A library historically indexed its collection in a very space- and time-consuming manner. The index consisted of a physical card catalogue organized by three key fields (subject, author, title) and a few cross-references, such that every book had three separate cards, each meticulously filed in three separate catalogues.
The system was difficult to manage even with a modest collection of books, numbering in the tens of thousands, and would certainly not “scale up” well to the volume of information being published today.
Furthermore, the old catalogue system was relatively shallow in its information content; if a patron wanted to find books that featured stories about a specific topic, such as aardvarks, and the word aardvark did not occur in the title or subject fields, then the catalogue would be unlikely to yield the full range of materials even if they existed in the collection.
It would be nice, from the point of view of the aardvark enthusiast, to have the capacity to get a list of all books that mentioned aardvarks, and to know something about the relative frequency of use so as to determine whether the source might be a significant source of information or if the mention was just a passing reference.
The preparation of such a textual analysis is based upon the generation of a “concordance” of the texts, wherein each word of the text is indexed, and the result is a list of words along with their frequency of use. The production of a concordance is a long and painstaking process when working from printed texts; it becomes quite easy with an electronic form of that same text and the power of a modern computer.
A concordance is an interesting tool, with a well-established history in the field of textual analysis. The first known example of a concordance was created in the 12th century, using the books of the bible. Another well-known example is the concordance of the works of William Shakespeare.
In both of these cases, the concordance data was used to facilitate the cross-referencing of people, places and events, and to help investigate the use of particular phrases or literary allusions.
A concordance can also used as a means to authenticate texts, to ascertain the authorship of a particular text; this kind of use makes the newspapers every so often as a researcher claims that an old work was actually written by Shakespeare, or that Shakespeare’s works were really written by someone else, or in trying to unmask the identity of a criminal (Jack the Ripper, for example) based upon notes left behind at the scenes of the crimes.
The output of a concordance program, in digital form, could easily be scanned for key words (or, in more advanced forms, for phrases and words in close proximity as well).
The ready access to the original document and its entire vocabulary list would provide a richer and deeper capacity to help determine that, in this example, the (fictional) book “The Life and Times of Arnold” is a likely source of information about aardvarks, in spite of the fact that the word “aardvark” doesn’t appear in the title, and the subject might be listed as “biography”.
One of the most famous examples of a concordance making a big splash in the news occurred in 1990, with the “unapproved” publication of the Dead Sea Scrolls.
The Dead Sea Scrolls were discovered in 1947, in the Middle East (near the Dead Sea of course).
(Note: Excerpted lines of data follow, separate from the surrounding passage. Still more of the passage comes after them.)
//! DynamoDB attribute conversion functions.
//!
//! Records already know how to encode themselves as flat JSON objects of
//! table attributes; these pure functions move those objects in and out of
//! `AttributeValue` maps. Testable in isolation without DynamoDB access.

use std::collections::{BTreeMap, HashMap};

use aws_sdk_dynamodb::types::AttributeValue;
use serde::de::DeserializeOwned;
use serde_json::{Map, Number, Value};

use gthome_core::storage::{Cursor, RepositoryError};
use gthome_core::tables::{PrimaryKey, Record, ATTR_PK, ATTR_PK1, ATTR_SK, ATTR_SK1};

pub type Item = HashMap<String, AttributeValue>;

// ============================================================================
// Records
// ============================================================================

/// Convert a record to a DynamoDB item.
pub fn record_to_item(record: impl Into<Record>) -> Result<Item, RepositoryError> {
    let value = record
        .into()
        .to_json()
        .map_err(|e| RepositoryError::Serialization(e.to_string()))?;

    let Value::Object(object) = value else {
        return Err(RepositoryError::Serialization(
            "record did not encode as an object".to_string(),
        ));
    };

    Ok(object
        .into_iter()
        .filter_map(|(name, value)| json_to_attribute(value).map(|attr| (name, attr)))
        .collect())
}

/// Convert a DynamoDB item to any record type.
pub fn item_to_record<T: DeserializeOwned>(item: &Item) -> Result<T, RepositoryError> {
    let object = item
        .iter()
        .map(|(name, attr)| Ok((name.clone(), attribute_to_json(attr)?)))
        .collect::<Result<Map<String, Value>, RepositoryError>>()?;

    serde_json::from_value(Value::Object(object))
        .map_err(|e| RepositoryError::Serialization(e.to_string()))
}

// ============================================================================
// Attribute values
// ============================================================================

/// Nulls are dropped so optional attributes are simply absent.
pub fn json_to_attribute(value: Value) -> Option<AttributeValue> {
    Some(match value {
        Value::Null => return None,
        Value::Bool(b) => AttributeValue::Bool(b),
        Value::Number(n) => AttributeValue::N(n.to_string()),
        Value::String(s) => AttributeValue::S(s),
        Value::Array(values) => {
            AttributeValue::L(values.into_iter().filter_map(json_to_attribute).collect())
        }
        Value::Object(object) => AttributeValue::M(
            object
                .into_iter()
                .filter_map(|(name, value)| json_to_attribute(value).map(|attr| (name, attr)))
                .collect(),
        ),
    })
}

pub fn attribute_to_json(attr: &AttributeValue) -> Result<Value, RepositoryError> {
    Ok(match attr {
        AttributeValue::S(s) => Value::String(s.clone()),
        AttributeValue::N(n) => Value::Number(
            n.parse::<Number>()
                .map_err(|e| RepositoryError::Serialization(format!("invalid number {n}: {e}")))?,
        ),
        AttributeValue::Bool(b) => Value::Bool(*b),
        AttributeValue::Null(_) => Value::Null,
        AttributeValue::L(values) => Value::Array(
            values
                .iter()
                .map(attribute_to_json)
                .collect::<Result<_, _>>()?,
        ),
        AttributeValue::M(object) => Value::Object(
            object
                .iter()
                .map(|(name, attr)| Ok((name.clone(), attribute_to_json(attr)?)))
                .collect::<Result<_, RepositoryError>>()?,
        ),
        AttributeValue::Ss(values) => {
            Value::Array(values.iter().cloned().map(Value::String).collect())
        }
        other => {
            return Err(RepositoryError::Serialization(format!(
                "unsupported attribute type: {other:?}"
            )))
        }
    })
}

// ============================================================================
// Keys and cursors
// ============================================================================

/// `PK`/`SK` attributes for GetItem and DeleteItem.
pub fn key_to_item(key: &PrimaryKey) -> Item {
    HashMap::from([
        (ATTR_PK.to_string(), AttributeValue::S(key.pk().to_string())),
        (ATTR_SK.to_string(), AttributeValue::S(key.sk().to_string())),
    ])
}

/// Cursor pointing just past `item` in the `GSI1` listing: its table key
/// plus its index key, the shape of a `LastEvaluatedKey` on that index.
pub fn cursor_from_item(item: &Item) -> Result<Cursor, RepositoryError> {
    let attributes = [ATTR_PK, ATTR_SK, ATTR_PK1, ATTR_SK1]
        .into_iter()
        .map(|name| match item.get(name) {
            Some(AttributeValue::S(value)) => Ok((name.to_string(), value.clone())),
            Some(other) => Err(RepositoryError::Serialization(format!(
                "unexpected key attribute {name}: {other:?}"
            ))),
            None => Err(RepositoryError::Serialization(format!(
                "item is missing key attribute {name}"
            ))),
        })
        .collect::<Result<BTreeMap<_, _>, _>>()?;
    Ok(Cursor::new(attributes))
}

/// Convert a cursor back into an `ExclusiveStartKey`.
pub fn cursor_to_key(cursor: &Cursor) -> Result<Item, RepositoryError> {
    if cursor.get(ATTR_PK).is_none() || cursor.get(ATTR_SK).is_none() {
        return Err(RepositoryError::InvalidData(
            "cursor is missing its key attributes".to_string(),
        ));
    }
    Ok(cursor
        .attributes()
        .iter()
        .map(|(name, value)| (name.clone(), AttributeValue::S(value.clone())))
        .collect())
}

/// Read a string attribute.
pub fn get_string(item: &Item, field: &str) -> Option<String> {
    item.get(field).and_then(|v| v.as_s().ok()).cloned()
}

#[cfg(test)]
mod tests {
    use super::*;
    use gthome_core::tables::{Photo, User, UserMeta, UserMetaKey, UserRole};
    use uuid::Uuid;

    fn sample_user() -> User {
        User::with_id(
            Uuid::parse_str("550e8400-e29b-41d4-a716-446655440001").unwrap(),
            "maria@example.com",
            "529.982.247-25",
            "12.345.678-9",
            UserRole::Dealer,
        )
    }

    #[test]
    fn test_user_round_trip() {
        let user = sample_user().with_password("sha256$salt$abc");
        let item = record_to_item(user.clone()).unwrap();
        let parsed: User = item_to_record(&item).unwrap();

        assert_eq!(parsed, user);
    }

    #[test]
    fn test_user_item_has_index_attributes() {
        let item = record_to_item(sample_user()).unwrap();

        assert_eq!(
            get_string(&item, "PK").as_deref(),
            Some("USER#550e8400-e29b-41d4-a716-446655440001")
        );
        assert_eq!(get_string(&item, "PK1").as_deref(), Some("User"));
        assert_eq!(get_string(&item, "SK1").as_deref(), Some("Dealer"));
        assert_eq!(
            get_string(&item, "SI").as_deref(),
            Some("EMAIL#maria@example.com")
        );
        assert!(!item.contains_key("Password"));
    }

    #[test]
    fn test_meta_item_round_trip_as_record() {
        let meta = UserMeta::new(sample_user().id(), UserMetaKey::DisplayName, "Maria");
        let item = record_to_item(meta.clone()).unwrap();
        let record: Record = item_to_record(&item).unwrap();

        assert_eq!(record, Record::UserMeta(meta));
    }

    #[test]
    fn test_photo_item_rejects_wrong_domain() {
        let mut item = record_to_item(Photo::new("https://cdn.gthome.com.br/a.jpg")).unwrap();
        item.insert("PK1".to_string(), AttributeValue::S("User".to_string()));

        assert!(matches!(
            item_to_record::<Photo>(&item),
            Err(RepositoryError::Serialization(_))
        ));
    }

    #[test]
    fn test_nested_attribute_conversion() {
        let value = serde_json::json!({"n": 1.5, "flags": [true, null], "m": {"s": "x"}});
        let attr = json_to_attribute(value).unwrap();
        let back = attribute_to_json(&attr).unwrap();

        assert_eq!(back, serde_json::json!({"n": 1.5, "flags": [true], "m": {"s": "x"}}));
    }

    #[test]
    fn test_cursor_from_photo_item_keeps_only_key_attributes() {
        let photo = Photo::new("https://cdn.example.com/sala.jpg").with_title("Sala");
        let item = record_to_item(photo.clone()).unwrap();

        let token = cursor_from_item(&item).unwrap().encode().unwrap();
        let start_key = cursor_to_key(&Cursor::decode(&token).unwrap()).unwrap();

        let expected = HashMap::from([
            ("PK".to_string(), AttributeValue::S(photo.key().pk().to_string())),
            ("SK".to_string(), AttributeValue::S(photo.key().sk().to_string())),
            ("PK1".to_string(), AttributeValue::S("Attachment".to_string())),
            ("SK1".to_string(), AttributeValue::S("Photo".to_string())),
        ]);
        assert_eq!(start_key, expected);
    }

    #[test]
    fn test_cursor_from_item_requires_index_attributes() {
        let item = key_to_item(&PrimaryKey::new("PHOTO#1", "PHOTO#1"));
        assert!(matches!(
            cursor_from_item(&item),
            Err(RepositoryError::Serialization(_))
        ));
    }

    #[test]
    fn test_cursor_without_keys_is_invalid() {
        let cursor = Cursor::from_pairs([("PK1", "Attachment")]);
        assert!(matches!(
            cursor_to_key(&cursor),
            Err(RepositoryError::InvalidData(_))
        ));
    }
}
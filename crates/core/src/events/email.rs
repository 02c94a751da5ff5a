//! Rendering of dispatch-email messages into concrete e-mails.

use serde::{Deserialize, Serialize};

use super::{DispatchEmailMessage, DispatchEmailType};

/// A rendered e-mail ready to hand to a delivery backend.
#[derive(Debug, Clone, PartialEq, Eq, Serialize, Deserialize)]
pub struct EmailContent {
    pub to: String,
    pub subject: String,
    pub body: String,
}

/// Template data understood by the dealer e-mails. Every field is optional.
#[derive(Debug, Clone, Default, Deserialize)]
#[serde(rename_all = "camelCase")]
struct DealerTemplate {
    display_name: Option<String>,
    email: Option<String>,
    role: Option<String>,
}

/// Render a dispatch message. Unknown or malformed template data falls back
/// to the generic wording instead of failing the dispatch.
pub fn render_email(message: &DispatchEmailMessage) -> EmailContent {
    let data: DealerTemplate = message.data_as().unwrap_or_default();

    let (subject, body) = match message.email_type {
        DispatchEmailType::WelcomeDealer => {
            let greeting = match &data.display_name {
                Some(name) => format!("Olá, {name}!"),
                None => "Olá!".to_string(),
            };
            (
                "Bem-vindo à rede de revendedores Geisa Thome".to_string(),
                format!(
                    "{greeting}\n\nSeu cadastro de revendedor foi criado. \
                     Acesse o site com o e-mail {} para começar.",
                    message.target
                ),
            )
        }
        DispatchEmailType::DealerRequest => {
            let requester = data.email.as_deref().unwrap_or("um visitante");
            let role = data.role.as_deref().unwrap_or("Guest");
            (
                "Nova solicitação de revendedor".to_string(),
                format!("{requester} ({role}) pediu para se tornar revendedor."),
            )
        }
    };

    EmailContent {
        to: message.target.clone(),
        subject,
        body,
    }
}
There were approximately 800 scrolls, representing most of the books of the Old Testament. They were the oldest and thus most “authentic” of any known examples of biblical texts.
They soon became the center of controversy. The scrolls and their contents were kept out of general circulation, seen and studied only by a select group of scholars. The limited distribution was purportedly set up out of concern that the translation and interpretation of the scrolls was too important to be done in a careless or insensitive manner.
But as decades passed, and few of the scrolls had been published, there was growing impatience amongst others in the field who were upset that some of the most important documents in history were being deliberately withheld, with no definitive plan for their ultimate publication.
The situation changed dramatically when the text of the Dead Sea Scrolls were released by a graduate student from the Union Theological Seminary in Cincinnati, Ohio. It seems that a full concordance of the scroll had been previously prepared, complete with listings of every word (in Hebrew and Aramaic) and where it occurred in each of the documents. The school possessed a full printed concordance of the scrolls.
The significance of the concordance was not lost on the graduate student, who transcribed the information into digital form and used a desktop computer to re-assemble the original text from the concordance data.
A complete concordance would index every word in a document. This includes all parts of speech, such as definite and indefinite articles, pronouns, and conjunctions. While such words are important in a full concordance, they are not so useful in the context of indexing files and distinguishing amongst documents in the context of a search.
The implementation of a web indexing strategy would include a mechanism by which specific words and/or entire parts of speech would be excluded from the index. This could be done using an explicit list or table of excluded words, or more ambitiously by using structural analysis to identify the parts of speech and exclude entire categories of words.
The aardvark case is but a single small example; consider the potential if every document were available in digital form and indexed in its entirety (not just a few key words). The comprehensiveness of a search for topical documents would be significantly improved, though some caution would be needed to filter out extraneous information and somehow prioritize the results.